In pursuit of my DIY genomics posts, I’ve been playing around with the Galaxy bioinformatics web tools. The team responsible for the South African genomes published the data to Galaxy, and their uploads are easy to get – either to download, or to work with the online Galaxy platform.
Working with a resource like this helps to illustrate both how tremendously useful bioinformatics tools can be, but also how frustrating it can be to figure them out. Some things are a breeze, although others are completely obscure. Documentation for the uploads is skimpy so far – one thing that drove me up the wall is that SNPs are listed by genome, but without indicating genotypes – is the individual a homozygote or a heterozygote? The paper by Schuster and colleagues describes their genotype calling procedure, but the results turn out not to be posted along with their other data. I’m sure they’ll become available as the data are updated, but I did waste some time figuring out how the releases correspond to descriptions in the online supplementary material from the paper.
Despite occasional frustrations, we seem to be heading in the direction of all-in-one online bioinformatics toolkits.
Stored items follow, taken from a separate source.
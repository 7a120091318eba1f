use resql::prelude::*;
use resql::{Clause, extension};
use tokio_util::sync::CancellationToken;

mod common;

use common::articles;

fn build(resource: &ResourceSelectBuilder, query: &Query) -> resql::Result<(String, Vec<Value>)> {
    resource
        .build(&CancellationToken::new(), query, None)?
        .build(Dialect::SQLite)
}

fn text(values: &[&str]) -> Vec<Value> {
    values.iter().copied().map(Value::from).collect()
}

#[test]
fn test_default_fields() {
    let (sql, params) = build(&articles(), &Query::new()).unwrap();
    assert_eq!(sql, "SELECT * FROM articles");
    assert!(params.is_empty());
}

#[test]
fn test_requested_fields() {
    let query = Query::new().fields("articles", ["id", "title"]);
    let (sql, params) = build(&articles(), &query).unwrap();
    assert_eq!(sql, "SELECT id, title FROM articles");
    assert!(params.is_empty());
}

#[test]
fn test_fields_of_other_resources_are_ignored() {
    let query = Query::new().fields("authors", ["name"]);
    assert_eq!(build(&articles(), &query).unwrap().0, "SELECT * FROM articles");
}

#[test]
fn test_single_filter() {
    let query = Query::new().filter("id", "eq:42");
    let (sql, params) = build(&articles(), &query).unwrap();
    assert_eq!(sql, "SELECT * FROM articles WHERE id = ?");
    assert_eq!(params, text(&["42"]));
}

#[test]
fn test_filters_are_and_joined_in_query_order() {
    let query = Query::new()
        .filter("id", "in:1,2,3,4,5")
        .filter("body", "contains:bitcoin");
    let (sql, params) = build(&articles(), &query).unwrap();
    assert_eq!(
        sql,
        "SELECT * FROM articles WHERE id IN (?,?,?,?,?) AND body LIKE ?"
    );
    assert_eq!(params, text(&["1", "2", "3", "4", "5", "%bitcoin%"]));
}

#[test]
fn test_sorting() {
    let query = Query::new().sort("createdAt", OrderBy::Desc);
    let (sql, _) = build(&articles(), &query).unwrap();
    assert_eq!(sql, "SELECT * FROM articles ORDER BY created_at DESC");

    let query = Query::new()
        .sort("createdAt", OrderBy::Desc)
        .sort("id", OrderBy::Asc);
    let (sql, _) = build(&articles(), &query).unwrap();
    assert_eq!(sql, "SELECT * FROM articles ORDER BY created_at DESC, id ASC");
}

#[test]
fn test_disallowed_select_field() {
    let query = Query::new().fields("articles", ["id", "updatedAt"]);
    let err = build(&articles(), &query).unwrap_err();
    assert!(matches!(
        &err,
        ResqlError::FieldNotAllowed { field, clause: Clause::Select } if field == "updated_at"
    ));
    assert_eq!(
        err.to_string(),
        r#"field "updated_at" not allowed for selection criteria"#
    );
}

#[test]
fn test_untranslatable_select_field() {
    let query = Query::new().fields("articles", ["id", "password"]);
    let err = build(&articles(), &query).unwrap_err();
    assert!(matches!(&err, ResqlError::Translation { entry, .. } if entry == "password"));
}

#[test]
fn test_field_without_filters() {
    let query = Query::new().filter("createdAt", "eq:2024-01-01");
    let err = build(&articles(), &query).unwrap_err();
    assert_eq!(
        err.to_string(),
        r#"filters cannot be applied to the field "createdAt""#
    );
}

#[test]
fn test_disallowed_filter_operation() {
    let query = Query::new().filter("id", "like:4%");
    let err = build(&articles(), &query).unwrap_err();
    assert!(matches!(
        &err,
        ResqlError::FilteringNotPermitted { field, operation: Some(op) }
            if field == "id" && op == "like"
    ));
    assert_eq!(
        err.to_string(),
        r#"filter "like" cannot be applied to the field "id""#
    );
}

#[test]
fn test_allowed_but_unregistered_operation() {
    let resource = articles().allow_filtering(AllowedConditions::new().field("id", ["regex"]));
    let err = build(&resource, &Query::new().filter("id", "regex:^4")).unwrap_err();
    assert_eq!(err.to_string(), r#"filter "regex" is not defined"#);
}

#[test]
fn test_constructor_errors_are_returned_verbatim() {
    let query = Query::new().filter("id", "eq");
    let err = build(&articles(), &query).unwrap_err();
    assert!(matches!(err, ResqlError::InvalidArguments { .. }));
    assert!(err.is_client_error());
}

#[test]
fn test_disallowed_sort_field_names_requested_field() {
    let query = Query::new().sort("title", OrderBy::Asc);
    let err = build(&articles(), &query).unwrap_err();
    assert!(matches!(
        &err,
        ResqlError::FieldNotAllowed { field, clause: Clause::Sort } if field == "title"
    ));
    assert_eq!(
        err.to_string(),
        r#"field "title" not allowed for sorting criteria"#
    );
}

#[test]
fn test_always_select_fields() {
    let resource = articles().always_select_fields(["id"]);
    let query = Query::new().fields("articles", ["title", "id", "title"]);
    assert_eq!(
        build(&resource, &query).unwrap().0,
        "SELECT title, id FROM articles"
    );

    let query = Query::new().fields("articles", ["body"]);
    assert_eq!(
        build(&resource, &query).unwrap().0,
        "SELECT body, id FROM articles"
    );
}

#[test]
fn test_always_select_all_fields() {
    let resource = articles().always_select_all_fields(true);
    let query = Query::new().fields("articles", ["id"]);
    assert_eq!(
        build(&resource, &query).unwrap().0,
        "SELECT *, id, title, body, created_at FROM articles"
    );
}

#[test]
fn test_existing_builder_is_extended() {
    let mut existing = SelectBuilder::new();
    existing
        .distinct()
        .r#where(resql::expr::is_null("deleted_at"));

    let builder = articles()
        .build(
            &CancellationToken::new(),
            &Query::new().filter("id", "eq:7"),
            Some(existing),
        )
        .unwrap();
    let (sql, params) = builder.build(Dialect::PostgreSQL).unwrap();
    assert_eq!(
        sql,
        "SELECT DISTINCT * FROM articles WHERE deleted_at IS NULL AND id = $1"
    );
    assert_eq!(params, text(&["7"]));
}

#[test]
fn test_extensions_run_in_order() {
    let resource = articles()
        .extend(limit_offset_pagination(Some(100), None))
        .extend(default_limit(25));

    let (sql, _) = build(&resource, &Query::new()).unwrap();
    assert_eq!(sql, "SELECT * FROM articles LIMIT 25");

    let query = Query::new().page(Page::new().limit("10").offset("30"));
    let (sql, _) = build(&resource, &query).unwrap();
    assert_eq!(sql, "SELECT * FROM articles LIMIT 10 OFFSET 30");

    let query = Query::new().page(Page::new().limit(""));
    let (sql, _) = build(&resource, &query).unwrap();
    assert_eq!(sql, "SELECT * FROM articles LIMIT 25");
}

#[test]
fn test_extension_failure_aborts_build() {
    let resource = articles()
        .extend(extension(|_, _, _| {
            Err(ResqlError::extension("tenant is not resolved"))
        }))
        .extend(default_limit(25));

    let err = build(&resource, &Query::new()).unwrap_err();
    assert_eq!(err.to_string(), "tenant is not resolved");
}

#[test]
fn test_extension_sees_query_and_context() {
    let resource = articles().extend(extension(|ctx, query, builder| {
        if ctx.is_cancelled() {
            return Err(ResqlError::extension("request cancelled"));
        }
        if query.sort.is_empty() {
            builder.order_by_clauses([OrderBy::asc("id")]);
        }
        Ok(())
    }));

    let (sql, _) = build(&resource, &Query::new()).unwrap();
    assert_eq!(sql, "SELECT * FROM articles ORDER BY id ASC");

    let ctx = CancellationToken::new();
    ctx.cancel();
    let err = resource.build(&ctx, &Query::new(), None).unwrap_err();
    assert_eq!(err.to_string(), "request cancelled");
}

#[test]
fn test_custom_parser_and_conditions() {
    let conditions = ConditionMap::with_defaults().insert("between", |field: &str, args: &[&str]| {
        let [low, high] = args else {
            return Err(ResqlError::InvalidArguments {
                operation: "between".into(),
                reason: format!("expected two values, got {}", args.len()),
            });
        };
        resql::expr::and([resql::expr::gte(field, *low), resql::expr::lte(field, *high)])
    });

    let resource = articles()
        .conditions(conditions)
        .parser(DelimitedArgsParser::new('=', "|"))
        .allow_filtering(AllowedConditions::new().field("id", ["between"]));

    let query = Query::new().filter("id", "between=10|20");
    let (sql, params) = build(&resource, &query).unwrap();
    assert_eq!(sql, "SELECT * FROM articles WHERE (id >= ? AND id <= ?)");
    assert_eq!(params, text(&["10", "20"]));
}

#[test]
fn test_build_is_repeatable() {
    let resource = articles();
    let query = Query::new()
        .filter("id", "in:1,2")
        .sort("createdAt", OrderBy::Desc);
    assert_eq!(build(&resource, &query).unwrap(), build(&resource, &query).unwrap());
}

#[test]
fn test_snake_case_resource() {
    let resource = ResourceSelectBuilder::new("articles", SnakeCaseTranslator::new())
        .default_fields(["id"])
        .allow_select_fields(["id", "created_at"])
        .allow_sorting_by_fields(["created_at"]);

    let query = Query::new()
        .fields("articles", ["createdAt"])
        .sort("createdAt", OrderBy::Asc);
    assert_eq!(
        build(&resource, &query).unwrap().0,
        "SELECT created_at FROM articles ORDER BY created_at ASC"
    );
}
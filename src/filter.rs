//! Filter predicate parsing: `"operation:arg,arg"`.

use resql_core::Result;

/// Default delimiter between the operation name and its arguments.
pub const MAIN_DELIMITER: char = ':';
/// Default delimiter between arguments.
pub const ARGS_DELIMITER: &str = ",";

/// An operation name and its raw arguments, borrowed from the predicate string.
#[derive(Debug, Clone, PartialEq, Eq)]
pub struct Predicate<'a> {
    pub operation: &'a str,
    pub args: Vec<&'a str>,
}

/// Splits a predicate string into an operation name and arguments.
pub trait PredicateParser: Send + Sync {
    fn parse<'a>(&self, predicate: &'a str) -> Result<Predicate<'a>>;
}

/// Parser for `<operation>[<main><arg>[<args><arg>...]]` predicates.
///
/// Arguments are taken literally; there is no quoting or escaping, so an argument can
/// never contain the argument delimiter.
#[derive(Debug, Clone, PartialEq, Eq)]
pub struct DelimitedArgsParser {
    main: char,
    args: String,
}

impl DelimitedArgsParser {
    pub fn new(main: char, args: impl Into<String>) -> Self {
        Self {
            main,
            args: args.into(),
        }
    }

    /// Splits the predicate. Never fails: malformed input is read literally.
    pub fn split<'a>(&self, predicate: &'a str) -> Predicate<'a> {
        let Some((operation, rest)) = predicate.split_once(self.main) else {
            return Predicate {
                operation: predicate,
                args: Vec::new(),
            };
        };

        let args = if rest.is_empty() {
            Vec::new()
        } else if self.args.is_empty() {
            vec![rest]
        } else {
            rest.split(self.args.as_str()).collect()
        };
        Predicate { operation, args }
    }
}

impl Default for DelimitedArgsParser {
    fn default() -> Self {
        Self::new(MAIN_DELIMITER, ARGS_DELIMITER)
    }
}

impl PredicateParser for DelimitedArgsParser {
    fn parse<'a>(&self, predicate: &'a str) -> Result<Predicate<'a>> {
        Ok(self.split(predicate))
    }
}
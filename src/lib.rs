//! # resql
//!
//! Compiles a parsed, resource-scoped API query (requested fields, filter predicates,
//! sort directives, pagination) into a parameterized SQL SELECT statement, enforcing
//! per-resource allow-lists on what may be selected, filtered and sorted.
//!
//! ## Quick Start
//!
//! ```rust
//! use resql::prelude::*;
//! use tokio_util::sync::CancellationToken;
//!
//! # fn main() -> resql::Result<()> {
//! let articles = ResourceSelectBuilder::new(
//!     "articles",
//!     MapTranslator::new([
//!         ("id", "id"),
//!         ("title", "title"),
//!         ("body", "body"),
//!         ("createdAt", "created_at"),
//!     ]),
//! )
//! .default_fields(["*"])
//! .allow_select_fields(["*", "id", "title", "body"])
//! .allow_sorting_by_fields(["created_at"])
//! .allow_filtering(
//!     AllowedConditions::new()
//!         .field("id", ["eq", "in"])
//!         .field("body", ["contains"]),
//! )
//! .extend(limit_offset_pagination(Some(100), None));
//!
//! let query = Query::new()
//!     .filter("id", "in:1,2,3")
//!     .filter("body", "contains:bitcoin")
//!     .sort("createdAt", OrderBy::Desc)
//!     .page(Page::new().limit("10"));
//!
//! let builder = articles.build(&CancellationToken::new(), &query, None)?;
//! let (sql, params) = builder.build(Dialect::SQLite)?;
//!
//! assert_eq!(
//!     sql,
//!     "SELECT * FROM articles WHERE id IN (?,?,?) AND body LIKE ? ORDER BY created_at DESC LIMIT 10"
//! );
//! assert_eq!(params.len(), 4);
//! # Ok(())
//! # }
//! ```
//!
//! ## Features
//!
//! | Feature     | Default | Description                                       |
//! |-------------|---------|---------------------------------------------------|
//! | `tracing`   | yes     | Debug events for builds and rendered statements   |
//! | `serde`     | yes     | Serialize/deserialize queries and configuration   |
//! | `toml`      | yes     | Load [`ResourceConfig`] from TOML                  |
//! | `rusqlite`  | no      | Bind rendered [`Value`]s to rusqlite statements   |
//! | `profiling` | no      | puffin scopes around building and rendering       |

pub mod condition;
pub mod conditions;
pub mod config;
pub mod extension;
pub mod filter;
pub mod query;
pub mod resource;
pub mod translator;

// =============================================================================
// Root-level exports
// =============================================================================

pub use resql_core::{
    Clause, CompareOp, Dialect, Expr, LogicalOp, OrderBy, OrderByClause, RenderError,
    ResqlError, Result, SQL, SQLChunk, SelectBuilder, ToSQL, Value, expr,
};

pub use condition::{Condition, ConditionFactory, ConditionMap};
pub use config::{ConfigError, Naming, PaginationConfig, ParserConfig, ResourceConfig};
pub use extension::{
    Extension, PaginationError, default_limit, extension, limit_number_pagination,
    limit_offset_pagination,
};
pub use filter::{DelimitedArgsParser, Predicate, PredicateParser};
pub use query::{Filter, Page, Query, Sort};
pub use resource::{AllowedConditions, ResourceSelectBuilder};
pub use translator::{MapTranslator, SnakeCaseTranslator, Translator};

pub mod prelude {
    pub use crate::condition::{ConditionFactory, ConditionMap};
    pub use crate::extension::{default_limit, limit_number_pagination, limit_offset_pagination};
    pub use crate::filter::DelimitedArgsParser;
    pub use crate::query::{Page, Query};
    pub use crate::resource::{AllowedConditions, ResourceSelectBuilder};
    pub use crate::translator::{MapTranslator, SnakeCaseTranslator, Translator};
    pub use resql_core::prelude::*;
}
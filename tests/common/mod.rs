#![allow(dead_code)]

use resql::prelude::*;

/// Article resource used across the integration tests.
pub fn articles() -> ResourceSelectBuilder {
    ResourceSelectBuilder::new(
        "articles",
        MapTranslator::new([
            ("id", "id"),
            ("title", "title"),
            ("body", "body"),
            ("createdAt", "created_at"),
            ("updatedAt", "updated_at"),
        ]),
    )
    .default_fields(["*"])
    .allow_select_fields(["*", "id", "title", "body", "created_at"])
    .allow_sorting_by_fields(["created_at", "id"])
    .allow_filtering(
        AllowedConditions::new()
            .field("id", ["eq", "in", "gt", "lt"])
            .field("title", ["eq", "startswith"])
            .field("body", ["like", "contains"]),
    )
}

/// Creates an in-memory database with a populated `articles` table.
pub fn seeded_connection() -> rusqlite::Connection {
    let conn = rusqlite::Connection::open_in_memory().expect("open in-memory database");
    conn.execute_batch(
        "CREATE TABLE articles (
            id INTEGER PRIMARY KEY,
            title TEXT NOT NULL,
            body TEXT NOT NULL,
            created_at TEXT NOT NULL,
            updated_at TEXT
        );
        INSERT INTO articles (id, title, body, created_at) VALUES
            (1, 'Rust 1.0', 'memory safety without gc', '2015-05-15'),
            (2, 'Bitcoin whitepaper', 'a peer-to-peer bitcoin cash system', '2008-10-31'),
            (3, 'Bitcoin mining', 'proof of work and bitcoin incentives', '2011-02-01'),
            (4, 'Async Rust', 'futures and executors', '2019-11-07'),
            (5, 'SQLite internals', 'b-trees and pages', '2004-06-18');",
    )
    .expect("seed articles");
    conn
}
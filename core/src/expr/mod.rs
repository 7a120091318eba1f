//! Expression nodes that render to SQL fragments.
//!
//! Every node renders independently to a [`SQL`] fragment whose parameters line up
//! with its placeholders. Nodes are built through the free functions re-exported
//! here:
//!
//! ```ignore
//! let cond = and([
//!     in_array("id", ["1", "2", "3"]),
//!     like("body", "%bitcoin%"),
//! ])?;
//! ```

mod clause;
mod cmp;
mod logical;
mod null;
mod set;
mod string;

use std::borrow::Cow;

pub use clause::*;
pub use cmp::*;
pub use logical::*;
pub use null::*;
pub use set::*;
pub use string::*;

use crate::Value;
use crate::builder::OrderByClause;
use crate::error::Result;
use crate::sql::SQL;
use crate::traits::ToSQL;

/// A node of the expression tree.
///
/// Nodes are immutable once constructed and render deterministically.
#[derive(Debug, Clone, PartialEq)]
pub enum Expr {
    /// `<field> <op> ?`
    Compare {
        field: String,
        op: CompareOp,
        value: Value,
    },
    /// `<field> [NOT] IN (?,...,?)`
    InList {
        field: String,
        values: Vec<Value>,
        negated: bool,
    },
    /// `<field> LIKE ?`
    Like { field: String, pattern: Value },
    /// `<field> IS [NOT] NULL`
    IsNull { field: String, negated: bool },
    /// `NOT (<inner>)`
    Not(Box<Expr>),
    /// Children joined with AND / OR
    Group { op: LogicalOp, children: Vec<Expr> },
    /// Caller-supplied SQL. With `params`, every `?` is a bound marker.
    Raw {
        sql: Cow<'static, str>,
        params: Option<Vec<Value>>,
    },
    /// Comma separated column names
    Columns(Vec<String>),
    /// Comma separated ORDER BY terms
    OrderBy(Vec<OrderByClause>),
}

impl ToSQL for Expr {
    fn to_sql(&self) -> Result<SQL> {
        match self {
            Expr::Compare { field, op, value } => Ok(cmp::render(field, *op, value)),
            Expr::InList {
                field,
                values,
                negated,
            } => set::render(field, values, *negated),
            Expr::Like { field, pattern } => Ok(string::render(field, pattern)),
            Expr::IsNull { field, negated } => Ok(null::render(field, *negated)),
            Expr::Not(inner) => logical::render_not(inner),
            Expr::Group { op, children } => logical::render_group(*op, children),
            Expr::Raw { sql, params } => clause::render_raw(sql, params.as_deref()),
            Expr::Columns(columns) => Ok(clause::render_columns(columns)),
            Expr::OrderBy(terms) => Ok(clause::render_order_by(terms)),
        }
    }
}
//! Shared type definitions for resql
//!
//! This crate provides the small set of types every resql crate agrees on:
//!
//! - [`Dialect`] - SQL dialect, which decides the placeholder syntax of rendered statements
//! - [`Value`] - an opaque argument value bound to a placeholder
//!
//! # Features
//!
//! - `serde` - Enable serde serialization/deserialization
//! - `rusqlite` - Implement `rusqlite::ToSql` for [`Value`]

mod dialect;
mod value;

pub use dialect::Dialect;
pub use value::Value;

/// Prelude module for commonly used types
pub mod prelude {
    pub use crate::{Dialect, Value};
}
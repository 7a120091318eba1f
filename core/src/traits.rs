//! ToSQL trait for converting nodes to SQL fragments.

use crate::error::Result;
use crate::sql::SQL;

/// Trait for types that render to a SQL fragment.
///
/// Rendering can fail on structural violations (an empty value set, an empty group,
/// a statement without columns), so the fragment comes back wrapped in a `Result`.
pub trait ToSQL {
    fn to_sql(&self) -> Result<SQL>;

    /// Renders and returns the fragment text with `?` placeholders.
    fn to_sql_string(&self) -> Result<String> {
        Ok(self.to_sql()?.sql())
    }
}

impl ToSQL for SQL {
    fn to_sql(&self) -> Result<SQL> {
        Ok(self.clone())
    }
}

impl<T: ToSQL> ToSQL for &T {
    fn to_sql(&self) -> Result<SQL> {
        (**self).to_sql()
    }
}

impl<T: ToSQL> ToSQL for Box<T> {
    fn to_sql(&self) -> Result<SQL> {
        (**self).to_sql()
    }
}
//! SQL dialect enum
//!
//! The dialect only affects how placeholders are written into the rendered statement;
//! the statement grammar itself is the same for every dialect.

/// SQL dialect for placeholder rendering
///
/// # Examples
///
/// ```
/// use resql_types::Dialect;
///
/// let dialect = Dialect::PostgreSQL;
/// assert!(dialect.uses_numbered_placeholders());
///
/// let sqlite = Dialect::SQLite;
/// assert!(!sqlite.uses_numbered_placeholders());
/// ```
#[derive(Debug, Clone, Copy, PartialEq, Eq, Hash, Default)]
#[cfg_attr(feature = "serde", derive(serde::Serialize, serde::Deserialize))]
#[cfg_attr(feature = "serde", serde(rename_all = "lowercase"))]
pub enum Dialect {
    /// SQLite - uses `?` positional placeholders
    #[default]
    SQLite,

    /// PostgreSQL - uses `$1, $2, ...` numbered placeholders
    PostgreSQL,

    /// MySQL - uses `?` positional placeholders
    MySQL,
}

impl Dialect {
    /// Returns `true` if this dialect uses numbered placeholders (`$1, $2, ...`)
    #[inline]
    #[must_use]
    pub const fn uses_numbered_placeholders(&self) -> bool {
        matches!(self, Dialect::PostgreSQL)
    }

    /// Get the dialect name as a lowercase string
    #[must_use]
    pub const fn as_str(&self) -> &'static str {
        match self {
            Dialect::SQLite => "sqlite",
            Dialect::PostgreSQL => "postgresql",
            Dialect::MySQL => "mysql",
        }
    }
}

impl core::fmt::Display for Dialect {
    fn fmt(&self, f: &mut core::fmt::Formatter<'_>) -> core::fmt::Result {
        f.write_str(self.as_str())
    }
}
//! Set membership (IN, NOT IN).

use crate::Value;
use crate::error::{RenderError, Result};
use crate::sql::SQL;

use super::Expr;

pub(super) fn render(field: &str, values: &[Value], negated: bool) -> Result<SQL> {
    let operator = if negated { "NotIn" } else { "In" };
    if values.is_empty() {
        return Err(RenderError::EmptyValueSet {
            field: field.to_owned(),
            operator,
        }
        .into());
    }

    let keyword = if negated { "NOT IN" } else { "IN" };
    Ok(SQL::raw(format!("{field} {keyword} ("))
        .append(SQL::param_list(values.iter().cloned()))
        .push(")"))
}

/// IN check against a list of values.
///
/// An empty list is kept as-is and fails when rendered; it never matches silently.
pub fn in_array<I>(field: impl Into<String>, values: I) -> Expr
where
    I: IntoIterator,
    I::Item: Into<Value>,
{
    Expr::InList {
        field: field.into(),
        values: values.into_iter().map(Into::into).collect(),
        negated: false,
    }
}

/// NOT IN check against a list of values.
pub fn not_in_array<I>(field: impl Into<String>, values: I) -> Expr
where
    I: IntoIterator,
    I::Item: Into<Value>,
{
    Expr::InList {
        field: field.into(),
        values: values.into_iter().map(Into::into).collect(),
        negated: true,
    }
}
Galaxy, for example, lists several advantages on a promo page. A couple of entries:
Now your results are reproducible! | When publishing results, replace the data were analyzed using a collection of in-house scripts with a URL pointing to Galaxys history. Your reviewers will have no further questions. Thats reproducible genomics!
No tools for new datatypes | Some datatypes generated by high throughput genomics are so new that there are no tools to analyze them. For example, how do you extract sequences of coding exons from the latest 28-way alignments of vertebrate genomes or analyze quality scores from 454/Solexa/SOLiD? With Galaxy.
I live at the mathematical end of this stuff. I work with models of populations and assume that sequences are known, you know, as if we looked at them and read off the ACGT’s. But in reality, a lot of complexity lies between models and the biochemistry. Going from sequencing reads to genomes, and aligned genomes, involves a lot of analysis. Many of the details differ entirely between different sequencing platforms. As we continue to move toward whole-genome analyses of populations and other species, it’s really important to have an abstraction that allows for different underlying sequencing models, while allowing replication of the population genetics modeling.
The disadvantage of a single widely used tool is that it can limit creativity and lock people into a certain way of processing data. Locked-in assumptions sometimes lead to wrong conclusions – as we’ve seen in human genetics many times over the years. But the advantage is that it allows everybody access to the same methods and data, so that results can be replicated and augmented with new observations.